Shanmugam was encouraged.
“Someone held out!” he recalled to laughter during a panel session at the Maryland State Bar Association’s Annual Meeting. “Then I realized it was Maryland.”
Shanmugam was gracious in defeat Thursday as he provided the lawyers and judges in Ocean City with his perspective on Maryland v. King, which reinstated the state law permitting police to collect DNA samples from people arrested on charges of committing or attempting to commit a violent crime.
“I think this is a case we will look back on in 10 or 15 years and say, That was the case from this term that had the largest impact,” said Shanmugam, a partner at Williams & Connolly LLP in Washington.
As Shanmugam was doing research for his case, he discovered the Supreme Court had never decided on the constitutionality of fingerprinting, let alone DNA testing. (He also found that since the Maryland law’s adoption, there were 20 cases where a suspect was arrested and not convicted but DNA led to the prosecution of another crime.)
Both sides agreed there was a search in the case: Shanmugam’s strategy was to argue to that DNA is different from a fingerprint when it comes to a search.
“DNA testing is not used for identification, it’s simply to show that someone committed a crime,” he said, an argument championed by Justice Antonin Scalia in his dissent.
Shanmugam called the oral argument “fascinating.”

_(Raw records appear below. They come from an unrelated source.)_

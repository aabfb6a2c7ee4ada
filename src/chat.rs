//! Conversation transcript and the chat handler

use crate::llm::LanguageModel;
use std::fmt;

/// Reply used when there is no model to talk to
pub const CHAT_DISABLED: &str =
    "Chatbot is disabled. Enable [chat] in config.toml and set gemini_api_key to use it.";

#[derive(Debug, Clone, Copy, PartialEq, Eq)]
pub enum Speaker {
    User,
    Assistant,
}

#[derive(Debug, Clone, PartialEq, Eq)]
pub struct Turn {
    pub speaker: Speaker,
    pub text: String,
}

/// Append-only record of chat turns, owned by the main loop.
/// Only `clear` ever removes anything.
#[derive(Debug)]
pub struct Transcript {
    assistant_name: String,
    turns: Vec<Turn>,
}

impl Transcript {
    pub fn new(assistant_name: &str) -> Self {
        Self {
            assistant_name: assistant_name.to_string(),
            turns: Vec::new(),
        }
    }

    pub fn push(&mut self, speaker: Speaker, text: &str) {
        self.turns.push(Turn {
            speaker,
            text: text.to_string(),
        });
    }

    pub fn clear(&mut self) {
        self.turns.clear();
    }

    pub fn turns(&self) -> &[Turn] {
        &self.turns
    }

    pub fn len(&self) -> usize {
        self.turns.len()
    }

    pub fn is_empty(&self) -> bool {
        self.turns.is_empty()
    }
}

/// Interleaved "User: ... / Jarvis: ..." rendering
impl fmt::Display for Transcript {
    fn fmt(&self, f: &mut fmt::Formatter<'_>) -> fmt::Result {
        for turn in self.turns() {
            let who = match turn.speaker {
                Speaker::User => "User",
                Speaker::Assistant => self.assistant_name.as_str(),
            };
            writeln!(f, "{}: {}", who, turn.text)?;
        }
        Ok(())
    }
}

/// Record `query`, ask the model (one independent request, no prior turns
/// sent), record the reply and return it. Model errors become the reply
/// text. With no model, nothing is requested.
pub fn respond(
    query: &str,
    model: Option<&dyn LanguageModel>,
    transcript: &mut Transcript,
) -> String {
    transcript.push(Speaker::User, query);

    let reply = match model {
        Some(model) => match model.generate(query) {
            Ok(text) => text.trim().to_string(),
            Err(e) => format!("AI error: {}", e),
        },
        None => CHAT_DISABLED.to_string(),
    };

    transcript.push(Speaker::Assistant, &reply);
    reply
}
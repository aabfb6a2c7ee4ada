use serde::Deserialize;
use std::fs;
use std::path::{Path, PathBuf};
use tracing::warn;

#[derive(Debug, Deserialize)]
pub struct Config {
    #[serde(default = "default_name")]
    pub name: String,
    /// Directory that receives generated-content files
    #[serde(default = "default_output_dir")]
    pub output_dir: PathBuf,
    /// Search results address; the percent-encoded query is appended
    #[serde(default = "default_video_search_url")]
    pub video_search_url: String,
    #[serde(default)]
    pub speech: SpeechConfig,
    #[serde(default)]
    pub chat: ChatConfig,
    #[serde(default)]
    pub llm: LlmConfig,
    /// Site directory, checked in order
    #[serde(default = "default_sites")]
    pub sites: Vec<SiteEntry>,
    /// Launchable applications, checked in order
    #[serde(default = "default_apps")]
    pub apps: Vec<AppEntry>,
}

impl Default for Config {
    fn default() -> Self {
        Self {
            name: default_name(),
            output_dir: default_output_dir(),
            video_search_url: default_video_search_url(),
            speech: SpeechConfig::default(),
            chat: ChatConfig::default(),
            llm: LlmConfig::default(),
            sites: default_sites(),
            apps: default_apps(),
        }
    }
}

fn default_name() -> String {
    "Jarvis".into()
}

fn default_output_dir() -> PathBuf {
    PathBuf::from("Gemini")
}

fn default_video_search_url() -> String {
    "https://www.youtube.com/results?search_query=".into()
}

// ============================================================================
// Site directory / applications
// ============================================================================

#[derive(Debug, Deserialize, Clone, PartialEq, Eq)]
pub struct SiteEntry {
    pub keyword: String,
    pub url: String,
}

#[derive(Debug, Deserialize, Clone, PartialEq, Eq)]
pub struct AppEntry {
    pub keyword: String,
    /// Path or identifier handed to the platform launcher
    pub target: String,
}

fn site(keyword: &str, url: &str) -> SiteEntry {
    SiteEntry {
        keyword: keyword.into(),
        url: url.into(),
    }
}

fn default_sites() -> Vec<SiteEntry> {
    vec![
        site("youtube", "https://www.youtube.com"),
        site("wikipedia", "https://www.wikipedia.com"),
        site("google", "https://www.google.com"),
        site("gemini", "https://gemini.google.com/app?hl=en-IN"),
        site("chat gpt", "https://chatgpt.com/"),
        site("chatgpt", "https://chatgpt.com/"),
    ]
}

fn default_apps() -> Vec<AppEntry> {
    vec![
        AppEntry {
            keyword: "facetime".into(),
            target: "/System/Applications/FaceTime.app".into(),
        },
        AppEntry {
            keyword: "pass".into(),
            target: "/Applications/Passky.app".into(),
        },
    ]
}

// ============================================================================
// Speech / chat
// ============================================================================

#[derive(Debug, Deserialize, Clone)]
pub struct SpeechConfig {
    /// Listen on the microphone before falling back to typed input
    #[serde(default)]
    pub enabled: bool,
    /// How long to wait for speech to start
    #[serde(default = "default_listen_timeout")]
    pub listen_timeout_secs: u64,
    /// Ambient noise sampling window before each listen
    #[serde(default = "default_calibration_ms")]
    pub calibration_ms: u64,
    /// Hard cap on a single phrase
    #[serde(default = "default_max_phrase")]
    pub max_phrase_secs: u64,
    /// Parakeet model directory
    #[serde(default = "default_speech_model")]
    pub model: String,
}

impl Default for SpeechConfig {
    fn default() -> Self {
        Self {
            enabled: false,
            listen_timeout_secs: default_listen_timeout(),
            calibration_ms: default_calibration_ms(),
            max_phrase_secs: default_max_phrase(),
            model: default_speech_model(),
        }
    }
}

fn default_listen_timeout() -> u64 {
    5
}

fn default_calibration_ms() -> u64 {
    1000
}

fn default_max_phrase() -> u64 {
    10
}

fn default_speech_model() -> String {
    "models/parakeet-tdt-0.6b-v3-int8".into()
}

#[derive(Debug, Deserialize, Clone)]
pub struct ChatConfig {
    /// Unmatched utterances go to the model when set
    #[serde(default = "default_chat_enabled")]
    pub enabled: bool,
}

impl Default for ChatConfig {
    fn default() -> Self {
        Self {
            enabled: default_chat_enabled(),
        }
    }
}

fn default_chat_enabled() -> bool {
    true
}

// ============================================================================
// LLM Config
// ============================================================================

#[derive(Debug, Deserialize, Clone, PartialEq)]
#[serde(tag = "backend")]
pub enum LlmConfig {
    #[serde(rename = "gemini")]
    Gemini {
        #[serde(default = "default_gemini_model")]
        model: String,
        /// API key (supports ${ENV_VAR} syntax)
        #[serde(default = "default_gemini_api_key")]
        api_key: String,
    },
    #[serde(rename = "openai-compat")]
    OpenAiCompat {
        /// Base URL - can use preset or explicit URL
        #[serde(default)]
        base_url: String,
        /// Preset shortcuts: "lm_studio", "openai", "ollama"
        preset: Option<String>,
        model: String,
        /// API key (supports ${ENV_VAR} syntax)
        #[serde(default)]
        api_key: Option<String>,
        temperature: Option<f32>,
        max_tokens: Option<u32>,
    },
    #[serde(rename = "ollama")]
    Ollama {
        #[serde(default = "default_ollama_model")]
        model: String,
    },
}

impl Default for LlmConfig {
    fn default() -> Self {
        LlmConfig::Gemini {
            model: default_gemini_model(),
            api_key: default_gemini_api_key(),
        }
    }
}

fn default_gemini_model() -> String {
    "gemini-2.0-flash".into()
}

fn default_gemini_api_key() -> String {
    "${gemini_api_key}".into()
}

fn default_ollama_model() -> String {
    "mistral:7b-instruct".into()
}

/// Expand ${VAR} to environment variable values. One pass: substituted
/// text is never scanned again, and an unclosed `${` is kept as written.
pub fn expand_env_vars(s: &str) -> String {
    let mut result = String::with_capacity(s.len());
    let mut rest = s;

    while let Some(start) = rest.find("${") {
        let Some(len) = rest[start..].find('}') else {
            break;
        };
        let var_name = &rest[start + 2..start + len];
        result.push_str(&rest[..start]);
        match std::env::var(var_name) {
            Ok(value) => result.push_str(&value),
            Err(_) => warn!("environment variable '{}' not found", var_name),
        }
        rest = &rest[start + len + 1..];
    }

    result.push_str(rest);
    result
}

impl LlmConfig {
    /// Resolve preset to base_url if needed, and expand env vars in api keys
    pub fn resolve_presets(&mut self) {
        match self {
            LlmConfig::Gemini { api_key, .. } => {
                *api_key = expand_env_vars(api_key);
            }
            LlmConfig::OpenAiCompat {
                base_url,
                preset,
                api_key,
                ..
            } => {
                if base_url.is_empty() {
                    *base_url = match preset.as_deref() {
                        Some("lm_studio") | None => "http://localhost:1234/v1".to_string(),
                        Some("openai") => "https://api.openai.com/v1".to_string(),
                        Some("ollama") => "http://localhost:11434/v1".to_string(),
                        Some(other) => {
                            warn!("unknown preset '{}', using LM Studio default", other);
                            "http://localhost:1234/v1".to_string()
                        }
                    };
                }

                if let Some(key) = api_key {
                    *key = expand_env_vars(key);
                }
            }
            LlmConfig::Ollama { .. } => {}
        }
    }

    /// Short label for the startup banner
    pub fn describe(&self) -> String {
        match self {
            LlmConfig::Gemini { model, .. } => format!("Gemini ({})", model),
            LlmConfig::OpenAiCompat { model, base_url, .. } => {
                format!("OpenAI-compatible ({} @ {})", model, base_url)
            }
            LlmConfig::Ollama { model } => format!("Ollama ({})", model),
        }
    }
}

impl Config {
    /// Load from `path`, falling back to defaults when missing or invalid
    pub fn load(path: &Path) -> Self {
        let mut config = if path.exists() {
            match fs::read_to_string(path) {
                Ok(s) => Self::parse(&s).unwrap_or_else(|e| {
                    warn!("ignoring {}: {}", path.display(), e);
                    Config::default()
                }),
                Err(e) => {
                    warn!("cannot read {}: {}", path.display(), e);
                    Config::default()
                }
            }
        } else {
            Config::default()
        };

        config.llm.resolve_presets();
        config
    }

    pub fn parse(s: &str) -> Result<Self, toml::de::Error> {
        toml::from_str(s)
    }
}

“It felt like one of those relatively few cases where the decision is in doubt during the argument,” he said.
(Also in attendance at oral arguments and Thursday’s panel were Court of Appeals Judges Glenn T. Harrell Jr. and Mary Ellen Barbera, with the latter introducing herself to Shanmugam after the discussion ended.)
The majority, Shanmugam said, placed weight on the fact King had been arrested previously, meaning King had “lost some some expectation of privacy.”
The narrowness of the reasoning was deliberate, Shanmugam added.
“The court is mindful of the fact one of the major issues it will deal with [in the future] is the Fourth Amendment and emerging technologies, particularly used by law enforcement,” he said.
That’s why Justice Samuel A. Alito called the Maryland v. King “one of the most important criminal procedure cases in the last 10 years,” Shanmugam said.
“I’m now the guy who lost the most important criminal procedure case in the last 10 years,” he added with a smile.